Jody Kimone Brown (born 16 April 2002) is a Jamaican footballer who plays as a forward for the Florida State Seminoles and the Jamaica women's national team.

Early life and education

Montverde Academy
Brown attends Montverde Academy in Montverde, Florida, a town near Orlando, where she helped lead the soccer team to back-to-back state championships in 2018–19. As a junior in 2019, she recorded 32 goals and 9 assists.

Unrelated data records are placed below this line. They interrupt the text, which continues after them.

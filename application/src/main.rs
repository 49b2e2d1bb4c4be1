use std::{future::IntoFuture as _, io, sync::OnceLock};

use fairway::{router, Args, Config};
use futures::{future, TryFutureExt as _};
use service::{
    infra::{notification, payment, postgres, Postgres},
    Service,
};
use tokio::net::TcpListener;
use tracing as log;
use tracing_subscriber::{
    filter::filter_fn,
    fmt::writer::BoxMakeWriter,
    layer::{Layer as _, SubscriberExt as _},
    registry::LookupSpan,
    util::SubscriberInitExt as _,
};

/// Levels written to `stderr` instead of `stdout`.
const STDERR_LEVELS: &[log::Level] = &[log::Level::WARN, log::Level::ERROR];

/// Configured maximum [`log::Level`], [`log::Level::INFO`] until the
/// [`Config`] is loaded.
static LOG_LEVEL: OnceLock<log::Level> = OnceLock::new();

postgres::embed_migrations!("../migrations");

#[tokio::main]
async fn main() {
    init_logging();

    _ = run().await;
}

/// Installs a global [`tracing`] subscriber splitting events between
/// `stdout` and `stderr` by their level.
fn init_logging() {
    tracing_subscriber::registry()
        .with(output(false))
        .with(output(true))
        .init();
}

/// Creates a formatting [`Layer`] writing either to `stderr` or `stdout`,
/// depending on the provided flag.
///
/// [`Layer`]: tracing_subscriber::Layer
fn output<S>(to_stderr: bool) -> impl tracing_subscriber::Layer<S>
where
    S: log::Subscriber + for<'a> LookupSpan<'a>,
{
    let writer = if to_stderr {
        BoxMakeWriter::new(io::stderr)
    } else {
        BoxMakeWriter::new(io::stdout)
    };
    tracing_subscriber::fmt::layer()
        .compact()
        .with_ansi(true)
        .with_thread_names(true)
        .with_writer(writer)
        .with_filter(filter_fn(move |meta| {
            let max = LOG_LEVEL.get().copied().unwrap_or(log::Level::INFO);
            meta.is_span()
                || STDERR_LEVELS.contains(meta.level()) == to_stderr
                    && max >= *meta.level()
        }))
}

/// Runs the server until it or any of its background tasks fails.
///
/// Failures are logged before returning.
async fn run() -> Result<(), ()> {
    let Args { config } = Args::parse().map_err(|e| {
        log::error!("failed to parse command line arguments: {e}");
    })?;

    let Config {
        postgres,
        service,
        server,
        payment,
        log,
    } = Config::new(&config).map_err(|e| {
        log::error!("failed to load `Config`: {e}");
    })?;

    LOG_LEVEL
        .set(log.level.into())
        .unwrap_or_else(|_| unreachable!("first initialization"));

    let db = Postgres::new(&postgres.into()).map_err(|e| {
        log::error!("failed to initialize `Postgres` client: {e}");
    })?;
    let applied = db
        .migrate(&migrations::runner())
        .await
        .map_err(|e| {
            log::error!("failed to run database migrations: {e}");
        })?
        .applied_migrations()
        .len();
    log::info!("applied {applied} database migrations");

    let service_config = service.try_into().map_err(|e| {
        log::error!("invalid `Service` configuration: {e}");
    })?;
    let (service, background) = Service::new(
        service_config,
        db,
        payment::Sandbox::new(payment.into()),
        notification::Log,
    );

    let app = router(service, &server.cors).map_err(|e| {
        log::error!("failed to build HTTP router: {e}");
    })?;

    let addr = (server.host.as_str(), server.port);
    let listener = TcpListener::bind(addr).await.map_err(|e| {
        log::error!("failed to listen on `{}:{}`: {e}", addr.0, addr.1);
    })?;
    log::info!("listening on `{}:{}`", addr.0, addr.1);

    future::try_join(
        axum::serve(listener, app)
            .into_future()
            .map_err(|e| log::error!("HTTP server failed: {e}")),
        background.into_future().map_err(|e| log::error!("{e}")),
    )
    .await
    .map(drop)
}
//! [`Command`] definition.

pub mod approve_booking;
pub mod authorize_user_session;
pub mod cancel_booking;
pub mod capture_deposit;
pub mod complete_booking;
pub mod create_booking;
pub mod create_listing;
pub mod decline_booking;
pub mod flag_review;
pub mod record_listing_view;
pub mod respond_to_review;
pub mod start_booking;
pub mod submit_review;
pub mod update_rating;

/// [`Command`] of the [`Service`].
///
/// [`Service`]: crate::Service
pub use common::Handler as Command;

pub use self::{
    approve_booking::ApproveBooking,
    authorize_user_session::AuthorizeUserSession,
    cancel_booking::CancelBooking, capture_deposit::CaptureDeposit,
    complete_booking::CompleteBooking, create_booking::CreateBooking,
    create_listing::CreateListing, decline_booking::DeclineBooking,
    flag_review::FlagReview, record_listing_view::RecordListingView,
    respond_to_review::RespondToReview, start_booking::StartBooking,
    submit_review::SubmitReview, update_rating::UpdateRating,
};
//! [`Listing`]-related [`Database`] implementations.

use std::collections::HashMap;

use common::{
    operations::{By, Insert, Lock, Select, Update},
    Money,
};
use rust_decimal::Decimal;
use tokio_postgres::Row;
use tracerr::Traced;

use crate::{
    domain::{listing, rating::Score, review, Listing, Rating},
    infra::{
        database::{self, postgres::Connection, Postgres},
        Database,
    },
};

/// Decodes a [`Listing`] from the provided [`Row`].
fn from_row(row: &Row) -> Listing {
    let currency = row.get("currency");
    let money = |amount| Money { amount, currency };
    let days = |v: i32| u16::try_from(v).expect("`days` overflow");
    let count = |v: i64| u64::try_from(v).expect("`count` overflow");

    Listing {
        id: row.get("id"),
        owner_id: row.get("owner_id"),
        title: row.get("title"),
        club: listing::Club {
            kind: row.get("club_kind"),
            brand: row.get("brand"),
            handedness: row.get("handedness"),
            flex: row.get("flex"),
            condition: row.get("condition"),
        },
        pricing: listing::Pricing {
            daily_rate: money(row.get("daily_rate")),
            weekly_rate: row.get::<_, Option<Decimal>>("weekly_rate").map(money),
            security_deposit: money(row.get("security_deposit")),
            delivery_fee: row
                .get::<_, Option<Decimal>>("delivery_fee")
                .map(money),
        },
        window: listing::RentalWindow {
            min_days: days(row.get("min_days")),
            max_days: row.get::<_, Option<i32>>("max_days").map(days),
            advance_notice_days: days(row.get("advance_notice_days")),
        },
        booking_mode: row.get("booking_mode"),
        cancellation_policy: row.get("cancellation_policy"),
        is_active: row.get("is_active"),
        view_count: count(row.get("view_count")),
        booking_count: count(row.get("booking_count")),
        rating: Rating {
            average: row.get("rating_average"),
            total: u32::try_from(row.get::<_, i32>("rating_total"))
                .expect("`rating_total` overflow"),
        },
        created_at: row.get("created_at"),
    }
}

impl<C, IDs> Database<Select<By<HashMap<listing::Id, Listing>, IDs>>>
    for Postgres<C>
where
    C: Connection,
    IDs: AsRef<[listing::Id]>,
{
    type Ok = HashMap<listing::Id, Listing>;
    type Err = Traced<database::Error>;

    async fn execute(
        &self,
        Select(by): Select<By<HashMap<listing::Id, Listing>, IDs>>,
    ) -> Result<Self::Ok, Self::Err> {
        let ids = by.into_inner();
        // Avoid subtle change for SQL.
        let ids: &[listing::Id] = ids.as_ref();
        if ids.is_empty() {
            return Ok(HashMap::new());
        }

        const SQL: &str = "\
            SELECT id, owner_id, title, \
                   club_kind, brand, handedness, flex, condition, \
                   currency, daily_rate, weekly_rate, \
                   security_deposit, delivery_fee, \
                   min_days, max_days, advance_notice_days, \
                   booking_mode, cancellation_policy, is_active, \
                   view_count, booking_count, \
                   rating_average, rating_total, \
                   created_at \
            FROM listings \
            WHERE id = ANY($1::UUID[])";
        Ok(self
            .query(SQL, &[&ids])
            .await
            .map_err(tracerr::wrap!())?
            .iter()
            .map(from_row)
            .map(|l| (l.id, l))
            .collect())
    }
}

impl<C> Database<Select<By<Option<Listing>, listing::Id>>> for Postgres<C>
where
    C: Connection,
    Self: Database<
        Select<By<HashMap<listing::Id, Listing>, [listing::Id; 1]>>,
        Ok = HashMap<listing::Id, Listing>,
        Err = Traced<database::Error>,
    >,
{
    type Ok = Option<Listing>;
    type Err = Traced<database::Error>;

    async fn execute(
        &self,
        Select(by): Select<By<Option<Listing>, listing::Id>>,
    ) -> Result<Self::Ok, Self::Err> {
        let id = by.into_inner();
        Ok(self
            .execute(Select(By::new([id])))
            .await
            .map_err(tracerr::wrap!())?
            .remove(&id))
    }
}

impl<C> Database<Insert<Listing>> for Postgres<C>
where
    C: Connection,
{
    type Ok = ();
    type Err = Traced<database::Error>;

    async fn execute(
        &self,
        Insert(listing): Insert<Listing>,
    ) -> Result<Self::Ok, Self::Err> {
        let Listing {
            id,
            owner_id,
            title,
            club,
            pricing,
            window,
            booking_mode,
            cancellation_policy,
            is_active,
            view_count,
            booking_count,
            rating,
            created_at,
        } = listing;

        let currency = pricing.daily_rate.currency;
        let weekly_rate = pricing.weekly_rate.map(|m| m.amount);
        let delivery_fee = pricing.delivery_fee.map(|m| m.amount);
        let min_days = i32::from(window.min_days);
        let max_days = window.max_days.map(i32::from);
        let advance_notice_days = i32::from(window.advance_notice_days);
        let view_count = i64::try_from(view_count).unwrap_or(i64::MAX);
        let booking_count = i64::try_from(booking_count).unwrap_or(i64::MAX);
        let rating_total = i32::try_from(rating.total).unwrap_or(i32::MAX);

        const SQL: &str = "\
            INSERT INTO listings (\
                id, owner_id, title, \
                club_kind, brand, handedness, flex, condition, \
                currency, daily_rate, weekly_rate, \
                security_deposit, delivery_fee, \
                min_days, max_days, advance_notice_days, \
                booking_mode, cancellation_policy, is_active, \
                view_count, booking_count, \
                rating_average, rating_total, \
                created_at\
            ) VALUES (\
                $1::UUID, $2::UUID, $3::VARCHAR, \
                $4::INT2, $5::VARCHAR, $6::INT2, $7::INT2, $8::INT2, \
                $9::INT2, $10::NUMERIC, $11::NUMERIC, \
                $12::NUMERIC, $13::NUMERIC, \
                $14::INT4, $15::INT4, $16::INT4, \
                $17::INT2, $18::INT2, $19::BOOLEAN, \
                $20::INT8, $21::INT8, \
                $22::NUMERIC, $23::INT4, \
                $24::TIMESTAMPTZ\
            )";
        self.exec(
            SQL,
            &[
                &id,
                &owner_id,
                &title,
                &club.kind,
                &club.brand,
                &club.handedness,
                &club.flex,
                &club.condition,
                &currency,
                &pricing.daily_rate.amount,
                &weekly_rate,
                &pricing.security_deposit.amount,
                &delivery_fee,
                &min_days,
                &max_days,
                &advance_notice_days,
                &booking_mode,
                &cancellation_policy,
                &is_active,
                &view_count,
                &booking_count,
                &rating.average,
                &rating_total,
                &created_at,
            ],
        )
        .await
        .map_err(tracerr::wrap!())
        .map(drop)
    }
}

impl<C> Database<Update<(listing::Id, listing::Counter)>> for Postgres<C>
where
    C: Connection,
{
    type Ok = bool;
    type Err = Traced<database::Error>;

    async fn execute(
        &self,
        Update((id, counter)): Update<(listing::Id, listing::Counter)>,
    ) -> Result<Self::Ok, Self::Err> {
        let sql = match counter {
            listing::Counter::Views => {
                "UPDATE listings \
                 SET view_count = view_count + 1 \
                 WHERE id = $1::UUID"
            }
            listing::Counter::Bookings => {
                "UPDATE listings \
                 SET booking_count = booking_count + 1 \
                 WHERE id = $1::UUID"
            }
        };
        self.exec(sql, &[&id])
            .await
            .map_err(tracerr::wrap!())
            .map(|n| n > 0)
    }
}

impl<C> Database<Update<(listing::Id, Rating)>> for Postgres<C>
where
    C: Connection,
{
    type Ok = ();
    type Err = Traced<database::Error>;

    async fn execute(
        &self,
        Update((id, rating)): Update<(listing::Id, Rating)>,
    ) -> Result<Self::Ok, Self::Err> {
        let total = i32::try_from(rating.total).unwrap_or(i32::MAX);

        const SQL: &str = "\
            UPDATE listings \
            SET rating_average = $2::NUMERIC, \
                rating_total = $3::INT4 \
            WHERE id = $1::UUID";
        self.exec(SQL, &[&id, &rating.average, &total])
            .await
            .map_err(tracerr::wrap!())
            .map(drop)
    }
}

impl<C> Database<Select<By<Vec<Score>, listing::Id>>> for Postgres<C>
where
    C: Connection,
{
    type Ok = Vec<Score>;
    type Err = Traced<database::Error>;

    async fn execute(
        &self,
        Select(by): Select<By<Vec<Score>, listing::Id>>,
    ) -> Result<Self::Ok, Self::Err> {
        // Avoid subtle change for SQL.
        let id: listing::Id = by.into_inner();

        const SQL: &str = "\
            SELECT overall \
            FROM reviews \
            WHERE listing_id = $1::UUID \
              AND kind = $2::INT2 \
              AND published_at IS NOT NULL";
        Ok(self
            .query(SQL, &[&id, &review::Kind::Listing])
            .await
            .map_err(tracerr::wrap!())?
            .iter()
            .map(|row| {
                Score::try_from(row.get::<_, i16>("overall"))
                    .expect("`overall` out of range")
            })
            .collect())
    }
}

impl<C> Database<Lock<By<Listing, listing::Id>>> for Postgres<C>
where
    C: Connection,
{
    type Ok = ();
    type Err = Traced<database::Error>;

    async fn execute(
        &self,
        Lock(by): Lock<By<Listing, listing::Id>>,
    ) -> Result<Self::Ok, Self::Err> {
        // Avoid subtle change for SQL.
        let id: listing::Id = by.into_inner();

        // Updating the conflicting row keeps it locked until the transaction
        // ends.
        const SQL: &str = "\
            INSERT INTO listings_lock (id) \
            VALUES ($1::UUID) \
            ON CONFLICT (id) DO UPDATE \
            SET locked_at = NOW()";
        self.exec(SQL, &[&id])
            .await
            .map_err(tracerr::wrap!())
            .map(drop)
    }
}
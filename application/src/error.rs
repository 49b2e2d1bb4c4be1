//! [`Error`]-related definitions.

use std::fmt;

use axum_extra::typed_header::TypedHeaderRejection;
use derive_more::Error as StdError;
use itertools::Itertools as _;
use juniper::IntoFieldError;
use service::infra::{database, payment};
use tracerr::{Trace, Traced};

/// Defines a fieldless enum of API errors, each convertible into an
/// [`Error`] with its own code, HTTP status and message.
///
/// ```rust,ignore
/// define_error! {
///     enum ListingError {
///         #[code = "LISTING_NOT_EXISTS"]
///         #[status = NOT_FOUND]
///         #[message = "`Listing` with the specified ID does not exist"]
///         NotExists,
///     }
/// }
/// ```
#[expect(clippy::module_name_repetitions, reason = "more readable")]
#[macro_export]
macro_rules! define_error {
    (
        enum $name:ident {
            $(
                #[code = $code:literal]
                #[status = $status_code:ident]
                #[message = $message:literal]
                $variant:ident
            ),* $(,)?
        }
    ) => {
        /// Error of the GraphQL API.
        #[derive(
            Clone,
            Copy,
            Debug,
            ::derive_more::Display,
            Eq,
            ::derive_more::Error,
            PartialEq,
        )]
        pub enum $name {
            $(
                #[display($message)]
                #[doc = $message]
                $variant,
            )*
        }

        impl From<$name> for $crate::Error {
            fn from(err: $name) -> Self {
                let (code, status_code) = match err {
                    $( $name::$variant => {
                        ($code, ::http::StatusCode::$status_code)
                    } )*
                };
                Self::new(code, status_code, &err)
            }
        }
    };
}

/// Error returned by the GraphQL API.
///
/// Its [`Error::code`] is exposed in the `extensions` of a GraphQL error, so
/// clients can react to it without parsing the [`Error::message`].
#[derive(Clone, Debug, StdError)]
pub struct Error {
    /// Machine-readable code, like `BOOKING_NOT_EXISTS`.
    pub code: Code,

    /// [`http::StatusCode`] to respond with.
    pub status_code: http::StatusCode,

    /// [`Trace`] of the place this [`Error`] was raised at, if any.
    #[error(not(backtrace))]
    pub backtrace: Option<Trace>,

    /// Human-readable message.
    pub message: String,
}

impl Error {
    /// Creates a new [`Error`] without a [`Trace`].
    #[must_use]
    pub fn new(
        code: Code,
        status_code: http::StatusCode,
        message: &impl ToString,
    ) -> Self {
        Self {
            code,
            status_code,
            backtrace: None,
            message: message.to_string(),
        }
    }

    /// Creates a new `INTERNAL_SERVER_ERROR` [`Error`].
    #[must_use]
    pub fn internal(msg: &impl ToString) -> Self {
        Self::new(
            "INTERNAL_SERVER_ERROR",
            http::StatusCode::INTERNAL_SERVER_ERROR,
            msg,
        )
    }

    /// Creates a new `BAD_REQUEST` [`Error`] rejecting a malformed request.
    #[must_use]
    pub fn bad_request(msg: &impl ToString) -> Self {
        Self::new("BAD_REQUEST", http::StatusCode::BAD_REQUEST, msg)
    }
}

impl fmt::Display for Error {
    fn fmt(&self, f: &mut fmt::Formatter<'_>) -> fmt::Result {
        write!(f, "[{}]: {}", self.code, self.message)?;
        if let Some(trace) = &self.backtrace {
            write!(f, "\n{}", trace.iter().join("\n"))?;
        }
        Ok(())
    }
}

impl<S> IntoFieldError<S> for Error
where
    S: From<String>,
{
    fn into_field_error(self) -> juniper::FieldError<S> {
        let Self {
            code,
            status_code: _,
            backtrace,
            message,
        } = self;

        let mut ext = juniper::Object::with_capacity(2);
        _ = ext.add_field("code", juniper::Value::scalar(code.to_owned()));
        if let Some(trace) = backtrace {
            let frames = trace
                .iter()
                .map(|frame| juniper::Value::scalar(frame.to_string()))
                .collect();
            _ = ext.add_field("backtrace", juniper::Value::list(frames));
        }
        juniper::FieldError::new(message, juniper::Value::object(ext))
    }
}

/// Machine-readable code of an [`Error`].
pub type Code = &'static str;

/// Helper trait for converting types into [`Error`]s.
pub trait AsError {
    /// Tries to convert the type into an [`Error`].
    ///
    /// [`None`] is returned if the type cannot be converted into an [`Error`].
    fn try_as_error(&self) -> Option<Error>;

    /// Converts the type into an [`Error`].
    fn as_error(&self) -> Error
    where
        Self: fmt::Display,
    {
        self.try_as_error().unwrap_or_else(|| {
            tracing::error!("internal error: {self}");
            Error::internal(&"Internal server error")
        })
    }

    /// Converts the type into an [`Error`] by consuming it.
    fn into_error(self) -> Error
    where
        Self: fmt::Display + Sized,
    {
        self.as_error()
    }
}

impl<E: AsError> AsError for Traced<E> {
    fn try_as_error(&self) -> Option<Error> {
        let mut error = self.as_ref().try_as_error()?;
        error.backtrace = Some(self.trace().clone());
        Some(error)
    }
}

impl AsError for TypedHeaderRejection {
    fn try_as_error(&self) -> Option<Error> {
        Some(Error::bad_request(self))
    }
}

impl AsError for database::Error {
    fn try_as_error(&self) -> Option<Error> {
        None
    }
}

impl AsError for payment::Error {
    fn try_as_error(&self) -> Option<Error> {
        define_error! {
            enum PaymentError {
                #[code = "PAYMENT_DECLINED"]
                #[status = PAYMENT_REQUIRED]
                #[message = "Payment was declined"]
                Declined,

                #[code = "PAYMENT_UNAVAILABLE"]
                #[status = SERVICE_UNAVAILABLE]
                #[message = "Payment processor is unavailable, retry later"]
                Unavailable,
            }
        }

        Some(match self {
            Self::Declined(_) => PaymentError::Declined.into(),
            Self::Transient(_) => PaymentError::Unavailable.into(),
        })
    }
}

#[cfg(test)]
mod spec {
    use service::infra::payment;

    use super::{AsError as _, Error};

    #[test]
    fn maps_payment_errors() {
        let declined = payment::Error::Declined("insufficient funds".into())
            .try_as_error()
            .unwrap();
        assert_eq!(declined.code, "PAYMENT_DECLINED");
        assert_eq!(declined.status_code, http::StatusCode::PAYMENT_REQUIRED);

        let transient = payment::Error::Transient("timeout".into())
            .try_as_error()
            .unwrap();
        assert_eq!(transient.code, "PAYMENT_UNAVAILABLE");
        assert_eq!(
            transient.status_code,
            http::StatusCode::SERVICE_UNAVAILABLE,
        );
    }

    #[test]
    fn hides_internal_details() {
        let err = Error::internal(&"connection reset").to_string();
        let unknown = "connection reset".to_owned();

        assert_eq!(err, "[INTERNAL_SERVER_ERROR]: connection reset");
        assert_eq!(
            Unmapped(unknown).as_error().to_string(),
            "[INTERNAL_SERVER_ERROR]: Internal server error",
        );
    }

    #[derive(Debug, derive_more::Display)]
    struct Unmapped(String);

    impl super::AsError for Unmapped {
        fn try_as_error(&self) -> Option<Error> {
            None
        }
    }
}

The same year, she was named Girls Soccer Player of the Year by the Orlando Sentinel and Florida Dairy Farmers Miss Soccer.

Florida State University

After graduating from Montverde Academy, Brown moved to Florida State University in August 2020.

International career
Brown has represented Jamaica on the senior national team as well as the under-15, under-17, and under-20 national teams. She competed at two CONCACAF Girls' Under-15 Championship editions in (2014 and 2016), the 2016 CONCACAF Women's U-17 Championship, the 2018 CONCACAF Women's U-20 Championship and the 2018 CONCACAF Women's U-17 Championship qualification. She made her senior debut in 2018 at the age of 16. The same year, she was the youngest player competing at the 2018 CONCACAF Women's Championship, the qualifying tournament for the 2019 FIFA Women's World Cup. Brown was the top scorer of the tournament with four goals.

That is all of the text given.